- _Work task_:
The entries shown below should be output exactly as they appear.

(Records excerpted from a collection)
//! Tokenizers for raw document text
//!
//! `TreebankTokenizer` follows the Penn Treebank conventions (punctuation,
//! brackets and clitics become their own tokens) but keeps quotes as-is
//! rather than rewriting them to ``` `` ``` / `''`, so every token stays a
//! substring of the input.

use regex::Regex;

use relvec_core::{TokenizerKind, Tokenizer};

/// Splits on Unicode whitespace
#[derive(Debug, Clone, Copy, Default)]
pub struct WhitespaceTokenizer;

impl Tokenizer for WhitespaceTokenizer {
    fn tokenize(&self, text: &str) -> Vec<String> {
        text.split_whitespace().map(str::to_string).collect()
    }
}

/// Regex-driven Penn Treebank style tokenizer
pub struct TreebankTokenizer {
    /// Ordered (pattern, replacement) rewrites applied before splitting
    rules: Vec<(Regex, &'static str)>,
}

impl TreebankTokenizer {
    pub fn new() -> Self {
        let mut tokenizer = Self { rules: Vec::new() };
        tokenizer.init_rules();
        tokenizer
    }

    fn init_rules(&mut self) {
        // Quotes
        self.add_rule(r#"""#, r#" " "#);

        // Punctuation
        self.add_rule(r"([:,])([^\d])", " ${1} ${2}");
        self.add_rule(r"([:,])$", " ${1} ");
        self.add_rule(r"\.\.\.", " ... ");
        self.add_rule(r"[;@#$%&]", " ${0} ");
        self.add_rule(r#"([^\.])(\.)([\]\)}>"']*)\s*$"#, "${1} ${2}${3} ");
        self.add_rule(r"[?!]", " ${0} ");
        self.add_rule(r"([^'])' ", "${1} ' ");

        // Brackets and dashes
        self.add_rule(r"[\]\[\(\)\{\}<>]", " ${0} ");
        self.add_rule(r"--", " -- ");

        // Clitics
        self.add_rule(r"([^' ])('[sS]|'[mM]|'[dD]|') ", "${1} ${2} ");
        self.add_rule(
            r"([^' ])('ll|'LL|'re|'RE|'ve|'VE|n't|N'T) ",
            "${1} ${2} ",
        );
    }

    fn add_rule(&mut self, pattern: &str, replacement: &'static str) {
        if let Ok(regex) = Regex::new(pattern) {
            self.rules.push((regex, replacement));
        }
    }
}

impl Default for TreebankTokenizer {
    fn default() -> Self {
        Self::new()
    }
}

impl Tokenizer for TreebankTokenizer {
    fn tokenize(&self, text: &str) -> Vec<String> {
        let mut padded = format!(" {text} ");
        for (regex, replacement) in &self.rules {
            padded = regex.replace_all(&padded, *replacement).into_owned();
        }
        padded.split_whitespace().map(str::to_string).collect()
    }
}

/// Create the tokenizer selected in the reader configuration
pub fn create_tokenizer(kind: TokenizerKind) -> Box<dyn Tokenizer> {
    match kind {
        TokenizerKind::Treebank => Box::new(TreebankTokenizer::new()),
        TokenizerKind::Whitespace => Box::new(WhitespaceTokenizer),
    }
}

- _Response box_:
//! Tokenizers for raw document text
//!
//! `TreebankTokenizer` follows the Penn Treebank conventions (punctuation,
//! brackets and clitics become their own tokens) but keeps quotes as-is
//! rather than rewriting them to ``` `` ``` / `''`, so every token stays a
//! substring of the input.

use regex::Regex;

use relvec_core::{TokenizerKind, Tokenizer};

/// Splits on Unicode whitespace
#[derive(Debug, Clone, Copy, Default)]
pub struct WhitespaceTokenizer;

impl Tokenizer for WhitespaceTokenizer {
    fn tokenize(&self, text: &str) -> Vec<String> {
        text.split_whitespace().map(str::to_string).collect()
    }
}

/// Regex-driven Penn Treebank style tokenizer
pub struct TreebankTokenizer {
    /// Ordered (pattern, replacement) rewrites applied before splitting
    rules: Vec<(Regex, &'static str)>,
}

impl TreebankTokenizer {
    pub fn new() -> Self {
        let mut tokenizer = Self { rules: Vec::new() };
        tokenizer.init_rules();
        tokenizer
    }

    fn init_rules(&mut self) {
        // Quotes
        self.add_rule(r#"""#, r#" " "#);

        // Punctuation
        self.add_rule(r"([:,])([^\d])", " ${1} ${2}");
        self.add_rule(r"([:,])$", " ${1} ");
        self.add_rule(r"\.\.\.", " ... ");
        self.add_rule(r"[;@#$%&]", " ${0} ");
        self.add_rule(r#"([^\.])(\.)([\]\)}>"']*)\s*$"#, "${1} ${2}${3} ");
        self.add_rule(r"[?!]", " ${0} ");
        self.add_rule(r"([^'])' ", "${1} ' ");

        // Brackets and dashes
        self.add_rule(r"[\]\[\(\)\{\}<>]", " ${0} ");
        self.add_rule(r"--", " -- ");

        // Clitics
        self.add_rule(r"([^' ])('[sS]|'[mM]|'[dD]|') ", "${1} ${2} ");
        self.add_rule(
            r"([^' ])('ll|'LL|'re|'RE|'ve|'VE|n't|N'T) ",
            "${1} ${2} ",
        );
    }

    fn add_rule(&mut self, pattern: &str, replacement: &'static str) {
        if let Ok(regex) = Regex::new(pattern) {
            self.rules.push((regex, replacement));
        }
    }
}

impl Default for TreebankTokenizer {
    fn default() -> Self {
        Self::new()
    }
}

impl Tokenizer for TreebankTokenizer {
    fn tokenize(&self, text: &str) -> Vec<String> {
        let mut padded = format!(" {text} ");
        for (regex, replacement) in &self.rules {
            padded = regex.replace_all(&padded, *replacement).into_owned();
        }
        padded.split_whitespace().map(str::to_string).collect()
    }
}

/// Create the tokenizer selected in the reader configuration
pub fn create_tokenizer(kind: TokenizerKind) -> Box<dyn Tokenizer> {
    match kind {
        TokenizerKind::Treebank => Box::new(TreebankTokenizer::new()),
        TokenizerKind::Whitespace => Box::new(WhitespaceTokenizer),
    }
}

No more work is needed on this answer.